I didn’t receive a response from Citimortgage about their ghastly PDF files, but on my next visit I was again able to view my statements in Evince, the GNOME PDF viewer. (Although they were still obnoxiously large files for the amount of data represented.)
But then on my next visit after that, the following month’s statement was again not viewable. Come on, Citimortgage, this shouldn’t be that difficult.
However, I had already invested some time in learning a couple of things about free software programs for working with PDF files in GNU/Linux, hoping to either shrink the files down or convert them into another format with less storage overhead. I’m a small man with small ambitions, and it had become a mission to not waste so much space on these records.
(You’d think it would be worthwhile for Citimortgage to deal with the situation, as it wastes a lot more space and bandwidth for them spread out over all their customers, but I guess not. Maybe that’s why they only keep the last three month’s worth of statements around, as opposed to years of history you can get at other places.)
ImageMagick
I first found ImageMagick, which is a GPL-compatible command line graphics program that is loaded with goodies. Easy install with:
sudo apt-get install imagemagick
And then it’s easy to convert a pdf file to png or jpg:
convert some.pdf some.png #(or some.jpg)
The image quality was poor, however. I discovered that ImageMagick is using Ghostscript (gs) for PDF conversions, and found a nice example command to run it and get a higher resolution. I don’t know if gs was already on my system or if it was included in the ImageMagick install, but it was ready and willing, and I was able to come up with:
Ghostscript
gs -q -sDEVICE=pngmono -dBATCH -dNOPAUSE -dFirstPage=1 -dLastPage=1 -r300 -sOutputFile=test.png test.pdf
pngmono is an option I found by using gs -h to list available devices.

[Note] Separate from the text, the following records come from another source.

// Copyright 2025-2026 CEMAXECUTER LLC

//! Receive-side frame packer: turns the decimated sample stream into
//! self-describing 512-byte block datagrams.

use byteorder::{ByteOrder, LittleEndian};

use crate::meta::MetaData;
use crate::{fec, BlockHeader, BLOCK_BYTES, BODY_BYTES, DATA_BLOCKS, SAMPLE_BLOCKS};

/// Parameters a frame is built under. Constant for the whole frame.
#[derive(Debug, Clone, Copy, PartialEq, Eq)]
pub struct StreamParams {
    pub center_freq_khz: u32,
    pub sample_rate: u32,
    /// Bytes per I or Q component on the wire (1 or 2).
    pub sample_bytes: u8,
    pub sample_bits: u8,
    pub fec_blocks: u8,
}

impl StreamParams {
    pub fn samples_per_block(&self) -> usize {
        BODY_BYTES / (2 * self.sample_bytes as usize)
    }

    pub fn samples_per_frame(&self) -> usize {
        SAMPLE_BLOCKS * self.samples_per_block()
    }
}

/// Accumulates IQ samples and emits whole frames; no frame leaves until all
/// 127 sample blocks are full. Samples are interleaved i16 I/Q pairs; with
/// a 1-byte wire format only the high byte of each component is sent.
pub struct FramePacker {
    params: StreamParams,
    frame_index: u16,
    acc: Vec<i16>,
}

impl FramePacker {
    pub fn new(params: StreamParams) -> Self {
        Self { params, frame_index: 0, acc: Vec::new() }
    }

    /// Switch stream parameters. A partially accumulated frame is discarded
    /// so no emitted frame ever mixes parameter sets.
    pub fn set_params(&mut self, params: StreamParams) {
        if params != self.params {
            if !self.acc.is_empty() {
                log::debug!(
                    "packer reconfigured, dropping {} accumulated samples",
                    self.acc.len() / 2
                );
            }
            self.params = params;
            self.acc.clear();
        }
    }

    pub fn params(&self) -> &StreamParams {
        &self.params
    }

    /// Samples accumulated toward the next frame.
    pub fn pending_samples(&self) -> usize {
        self.acc.len() / 2
    }

    /// Feed interleaved samples; completed frames are appended to `out` as
    /// ready-to-send datagrams in block-index order.
    pub fn push(&mut self, samples: &[i16], out: &mut Vec<Vec<u8>>) {
        self.acc.extend_from_slice(samples);
        let frame_values = 2 * self.params.samples_per_frame();
        while self.acc.len() >= frame_values {
            let rest = self.acc.split_off(frame_values);
            let frame: Vec<i16> = std::mem::replace(&mut self.acc, rest);
            self.emit_frame(&frame, out);
        }
    }

    fn emit_frame(&mut self, samples: &[i16], out: &mut Vec<Vec<u8>>) {
        let mut meta = MetaData {
            center_freq_khz: self.params.center_freq_khz,
            sample_rate: self.params.sample_rate,
            sample_bytes: self.params.sample_bytes,
            sample_bits: self.params.sample_bits,
            data_blocks: DATA_BLOCKS as u8,
            fec_blocks: self.params.fec_blocks,
            ts_sec: 0,
            ts_usec: 0,
        };
        meta.timestamp_now();

        let mut bodies: Vec<Vec<u8>> = Vec::with_capacity(DATA_BLOCKS);
        bodies.push(meta.to_body());

        let values_per_block = 2 * self.params.samples_per_block();
        for block in 0..SAMPLE_BLOCKS {
            let src = &samples[block * values_per_block..(block + 1) * values_per_block];
            let mut body = vec![0u8; BODY_BYTES];
            match self.params.sample_bytes {
                1 => {
                    for (i, &v) in src.iter().enumerate() {
                        body[i] = (v >> 8) as u8;
                    }
                }
                _ => {
                    for (i, &v) in src.iter().enumerate() {
                        LittleEndian::write_i16(&mut body[i * 2..i * 2 + 2], v);
                    }
                }
            }
            bodies.push(body);
        }

        let parity = fec::encode(self.params.fec_blocks as usize, &bodies);

        for (idx, body) in bodies.iter().chain(parity.iter()).enumerate() {
            let mut dgram = vec![0u8; BLOCK_BYTES];
            BlockHeader {
                frame_index: self.frame_index,
                block_index: idx as u8,
            }
            .write_to(&mut dgram);
            dgram[crate::HEADER_BYTES..].copy_from_slice(body);
            out.push(dgram);
        }

        self.frame_index = self.frame_index.wrapping_add(1);
    }
}
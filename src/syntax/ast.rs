//! Typed views over import statement nodes.

use rowan::TextRange;

use super::kind::SyntaxKind::{self, *};
use super::kind::SyntaxNode;

macro_rules! ast_node {
    ($name:ident, $kind:ident) => {
        #[derive(Debug, Clone, PartialEq, Eq, Hash)]
        pub struct $name(SyntaxNode);

        impl $name {
            pub fn cast(node: SyntaxNode) -> Option<Self> {
                (node.kind() == SyntaxKind::$kind).then(|| Self(node))
            }

            pub fn syntax(&self) -> &SyntaxNode {
                &self.0
            }

            pub fn range(&self) -> TextRange {
                self.0.text_range()
            }
        }
    };
}

ast_node!(ImportStmt, IMPORT_STMT);
ast_node!(FromImportStmt, FROM_IMPORT_STMT);
ast_node!(ModulePath, MODULE_PATH);
ast_node!(DottedName, DOTTED_NAME);
ast_node!(Alias, ALIAS);

/// Either form of import statement.
#[derive(Debug, Clone, PartialEq, Eq, Hash)]
pub enum Import {
    Plain(ImportStmt),
    From(FromImportStmt),
}

impl Import {
    pub fn cast(node: SyntaxNode) -> Option<Self> {
        match node.kind() {
            IMPORT_STMT => Some(Self::Plain(ImportStmt(node))),
            FROM_IMPORT_STMT => Some(Self::From(FromImportStmt(node))),
            _ => None,
        }
    }

    pub fn syntax(&self) -> &SyntaxNode {
        match self {
            Self::Plain(stmt) => stmt.syntax(),
            Self::From(stmt) => stmt.syntax(),
        }
    }
}

impl ImportStmt {
    pub fn aliases(&self) -> impl Iterator<Item = Alias> + '_ {
        self.0.children().filter_map(Alias::cast)
    }
}

impl FromImportStmt {
    pub fn module_path(&self) -> Option<ModulePath> {
        self.0.children().find_map(ModulePath::cast)
    }

    pub fn aliases(&self) -> impl Iterator<Item = Alias> + '_ {
        self.0.children().filter_map(Alias::cast)
    }
}

impl ModulePath {
    /// Number of leading dots, zero for absolute imports.
    pub fn level(&self) -> usize {
        self.0
            .children_with_tokens()
            .filter_map(|element| element.into_token())
            .filter(|token| token.kind() == DOT)
            .count()
    }

    pub fn dotted_name(&self) -> Option<DottedName> {
        self.0.children().find_map(DottedName::cast)
    }

    pub fn parts(&self) -> Vec<String> {
        self.dotted_name()
            .map(|name| name.parts())
            .unwrap_or_default()
    }

    /// The module as written, minus any whitespace: `..pkg.sub`.
    pub fn qualified(&self) -> String {
        let mut text = ".".repeat(self.level());
        text.push_str(&self.parts().join("."));
        text
    }
}

impl DottedName {
    pub fn parts(&self) -> Vec<String> {
        self.0
            .children_with_tokens()
            .filter_map(|element| element.into_token())
            .filter(|token| token.kind() == NAME)
            .map(|token| token.text().to_string())
            .collect()
    }

    pub fn dotted(&self) -> String {
        self.parts().join(".")
    }
}

impl Alias {
    pub fn dotted_name(&self) -> Option<DottedName> {
        self.0.children().find_map(DottedName::cast)
    }

    pub fn is_wildcard(&self) -> bool {
        self.0
            .children_with_tokens()
            .any(|element| element.kind() == STAR)
    }

    /// The name after `as`, if any.
    pub fn asname(&self) -> Option<String> {
        self.0
            .children_with_tokens()
            .filter_map(|element| element.into_token())
            .find(|token| token.kind() == NAME)
            .map(|token| token.text().to_string())
    }
}
//! Discovery against real git repositories.

use std::fs;
use std::path::Path;
use std::process::Command;

use module_renamer::analyzer::{self, DiscoverOptions};
use module_renamer::confirm::Policy;
use module_renamer::snapshot::{GitRepo, SnapshotProvider};
use module_renamer::{Error, Rename, mapping};
use tempfile::TempDir;

fn git(dir: &Path, args: &[&str]) {
    let output = Command::new("git")
        .arg("-C")
        .arg(dir)
        .args(["-c", "user.name=Test"])
        .args(["-c", "user.email=test@example.com"])
        .args(args)
        .output()
        .expect("git must be installed to run these tests");
    assert!(
        output.status.success(),
        "git {args:?} failed: {}",
        String::from_utf8_lossy(&output.stderr)
    );
}

fn commit_files(dir: &Path, files: &[(&str, &str)], message: &str) {
    for (path, text) in files {
        let full = dir.join(path);
        fs::create_dir_all(full.parent().unwrap()).unwrap();
        fs::write(full, text).unwrap();
    }
    git(dir, &["add", "--all"]);
    git(dir, &["commit", "-q", "--allow-empty", "-m", message]);
}

/// A repository with `master` holding `origin` and `feature` (checked out)
/// holding `working`, both written to `app/main.py`.
fn repo_with(origin: &str, working: &str) -> TempDir {
    let dir = tempfile::tempdir().unwrap();
    git(dir.path(), &["init", "-q"]);
    git(dir.path(), &["symbolic-ref", "HEAD", "refs/heads/master"]);
    commit_files(
        dir.path(),
        &[("app/__init__.py", ""), ("app/main.py", origin)],
        "origin",
    );
    git(dir.path(), &["checkout", "-q", "-b", "feature"]);
    commit_files(dir.path(), &[("app/main.py", working)], "working");
    dir
}

fn options() -> DiscoverOptions {
    DiscoverOptions {
        origin: "master".to_string(),
        working: None,
        excludes: Vec::new(),
    }
}

fn pairs(mapping: &[Rename]) -> Vec<(&str, &str)> {
    mapping
        .iter()
        .map(|r| (r.old.as_str(), r.new.as_str()))
        .collect()
}

#[test]
fn unrelated_changes_produce_an_empty_mapping() {
    let dir = repo_with(
        "from a.b import c\nfrom d.e import f\n",
        "from g.h import i\nfrom j.k import l\n",
    );
    let repo = GitRepo::open(dir.path()).unwrap();

    let discovery = analyzer::discover(&repo, &options(), &Policy::Abort).unwrap();
    assert!(discovery.mapping.is_empty());
    assert_eq!(repo.current().unwrap(), "feature");
}

#[test]
fn simple_move_is_discovered() {
    let dir = repo_with(
        "from a.b import c\nfrom d.e import f\n",
        "from x.x import c\nfrom j.k import l\n",
    );
    let repo = GitRepo::open(dir.path()).unwrap();

    let discovery = analyzer::discover(&repo, &options(), &Policy::Abort).unwrap();
    assert_eq!(pairs(&discovery.mapping), vec![("a.b.c", "x.x.c")]);
    assert_eq!(discovery.working, "feature");
    assert_eq!(repo.current().unwrap(), "feature");
    assert_eq!(
        fs::read_to_string(dir.path().join("app/main.py")).unwrap(),
        "from x.x import c\nfrom j.k import l\n"
    );
}

#[test]
fn declined_conflict_aborts_and_restores_branch() {
    let dir = repo_with(
        "from a.b import c\nfrom b import c\n",
        "from x.x import c\nfrom y import c\n",
    );
    let repo = GitRepo::open(dir.path()).unwrap();

    let err = analyzer::discover(&repo, &options(), &Policy::Abort).unwrap_err();
    assert!(matches!(err, Error::ConflictAborted(ref names) if names == &["a.b.c", "b.c"]));
    assert_eq!(repo.current().unwrap(), "feature");
}

#[test]
fn accepted_conflict_keeps_only_unambiguous_moves() {
    let dir = repo_with(
        "from a.b import c\nfrom b import c\nfrom m import n\n",
        "from x.x import c\nfrom y import c\nfrom w import n\n",
    );
    let repo = GitRepo::open(dir.path()).unwrap();

    let discovery = analyzer::discover(&repo, &options(), &Policy::Proceed).unwrap();
    assert_eq!(pairs(&discovery.mapping), vec![("m.n", "w.n")]);
    assert_eq!(discovery.conflicts, vec!["a.b.c", "b.c"]);
    assert_eq!(discovery.diagnostics.dropped, 4);
}

#[test]
fn dirty_tree_is_refused_before_any_checkout() {
    let dir = repo_with("from a.b import c\n", "from x.x import c\n");
    fs::write(dir.path().join("scratch.py"), "import os\n").unwrap();
    let repo = GitRepo::open(dir.path()).unwrap();

    let err = analyzer::discover(&repo, &options(), &Policy::Abort).unwrap_err();
    assert!(matches!(err, Error::DirtyWorkingTree(_)));
    assert_eq!(repo.current().unwrap(), "feature");
}

#[test]
fn same_branch_is_refused() {
    let dir = repo_with("from a.b import c\n", "from x.x import c\n");
    git(dir.path(), &["checkout", "-q", "master"]);
    let repo = GitRepo::open(dir.path()).unwrap();

    let err = analyzer::discover(&repo, &options(), &Policy::Abort).unwrap_err();
    assert!(matches!(err, Error::SameSnapshot(ref name) if name == "master"));
}

#[test]
fn unknown_branch_is_a_git_error() {
    let dir = repo_with("from a.b import c\n", "from x.x import c\n");
    let repo = GitRepo::open(dir.path()).unwrap();

    let err = analyzer::discover(
        &repo,
        &DiscoverOptions {
            origin: "does-not-exist".to_string(),
            ..options()
        },
        &Policy::Abort,
    )
    .unwrap_err();
    assert!(matches!(err, Error::Git { .. }));
    assert_eq!(repo.current().unwrap(), "feature");
}

#[test]
fn opening_outside_a_repository_fails() {
    let dir = tempfile::tempdir().unwrap();
    let err = GitRepo::open(dir.path()).unwrap_err();
    assert!(matches!(err, Error::Git { .. }));
}

#[test]
fn discovered_mapping_survives_the_artifact() {
    let dir = repo_with(
        "from a.b import c\nfrom d.e import f\n",
        "from x.x import c\nfrom j.k import l\n",
    );
    let out = tempfile::tempdir().unwrap();
    let path = out.path().join("list_output.py");
    let repo = GitRepo::open(dir.path()).unwrap();

    let discovery = analyzer::discover(&repo, &options(), &Policy::Abort).unwrap();
    mapping::write(&path, &discovery.mapping).unwrap();

    assert_eq!(
        fs::read_to_string(&path).unwrap(),
        "imports_to_move = [('a.b.c', 'x.x.c')]\n"
    );
    assert_eq!(mapping::read(&path).unwrap(), discovery.mapping);
}

#[test]
fn cli_writes_the_mapping_file() {
    let dir = repo_with(
        "from a.b import c\nfrom d.e import f\n",
        "from x.x import c\nfrom j.k import l\n",
    );
    let out = tempfile::tempdir().unwrap();
    let path = out.path().join("moves.py");

    let output = Command::new(env!("CARGO_BIN_EXE_renamer"))
        .arg("analyze")
        .arg(dir.path())
        .arg("--output-file")
        .arg(&path)
        .output()
        .unwrap();

    let stderr = String::from_utf8_lossy(&output.stderr);
    assert!(output.status.success(), "{stderr}");
    assert!(stderr.contains("Generating the file"));
    assert_eq!(
        fs::read_to_string(&path).unwrap(),
        "imports_to_move = [('a.b.c', 'x.x.c')]\n"
    );
}

#[test]
fn cli_conflict_with_no_exits_non_zero_without_output() {
    let dir = repo_with(
        "from a.b import c\nfrom b import c\n",
        "from x.x import c\nfrom y import c\n",
    );
    let out = tempfile::tempdir().unwrap();
    let path = out.path().join("moves.py");

    let output = Command::new(env!("CARGO_BIN_EXE_renamer"))
        .arg("analyze")
        .arg(dir.path())
        .arg("--output-file")
        .arg(&path)
        .arg("--no")
        .output()
        .unwrap();

    assert!(!output.status.success());
    assert!(!path.exists());
}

Using resolution (r) = 300 produced a relatively small (< 100KB) png file that prints reasonably well. Nifty. And Ghostscript is licensed under the GNU GPL, which is of course the best free software license.
Another benefit in this situation is that gs splits things out by page. The second page of the statement is always the same thing, so I don’t have to bother saving that more than once a year. One of the things ImageMagick does for you is to split up multipage PDFs in to numbered image files. I’m not sure what options are available for Ghostscript on its own. My example will have you running it once for each page. Might need to do some scripting to make things more convenient when running it directly. I didn’t experiment much, having a very narrow objective.
Citimortgage Tomfoolery
I ran the older Citimortgage statements that were only 100KB through this command with no complaint, although didn’t save much on file size. Running the newer, larger files through Ghostscript results in a message like this:
**** Warning: File has a corrupted %%EOF marker, or garbage after %%EOF. **** Warning: stream Length incorrect. **** This file had errors that were repaired or ignored. **** The file was produced by: **** >>>> Xenos D2eVision v2 <<<< **** Please notify the author of the software that produced this **** file that it does not conform to Adobe's published PDF **** specification.
Clearly, something went wrong somewhere along the line in the Citimortgage PDF manufacturing department.
In Conclusion
I don’t know if it was worth spending the effort on this quest, but I was happy to add two more tools to my free software toolbox. Of course, I suppose now you’ll tell me that the latest version of Evince will save PDFs as image files.


4 Comments
Another option is stone simple: view the document large enough so you can read all the text and do a screen capture. This makes a super small file and you could even resave the png as a jpg – tiny.
It doesn’t convert to bitmaps, but one of my favorite PDF utilities is a little command line gem called pdftk (PDFToolkit). Say you want to take all your individual bank statement pdf’s and combine them into one pdf file (which I like to do for the year end). Easy. Say you want to take page 3 from one pdf, rotate it 90 deg. do the same with page 12, and save that to a two-page pdf. Etc, etc.
Supposedly the next version of Inkscape 0.46 due out early ’08 will also allow you to open a pdf file (single page) and export as an image file, amongst other things; possibly even re-export as pdf. As well as do all the drawing things etc Inkscape does so well.
Then there is PDFEdit which does even more and in a graphical interface and re-saves to pdf. You can extract text, rotate pages, delete stuff, change the text of a pdf if you don’t like the math! It’s getting better all the time.
19 February 2008 at 11:52 am
Hi, ArtInvent. Thanks for visiting and sharing your thoughts on this.
19 February 2008 at 10:42 pm
Just a thought: Have you tried using gv to look at the PDF files? gv is an old graphical front-end for ghostscript, and it does a reasonably good job on PDF. It’s light-weight, to boot, and you can “print” the file directly to postscript.
Whether or not the postscript file will be smaller than the original PDF is left as an exercise for the reader.
21 February 2008 at 8:54 pm
I hadn’t heard of gv but I’ll give it a try the next time I’m monkeying around with PDF files. Thanks for the tip!
22 February 2008 at 7:23 am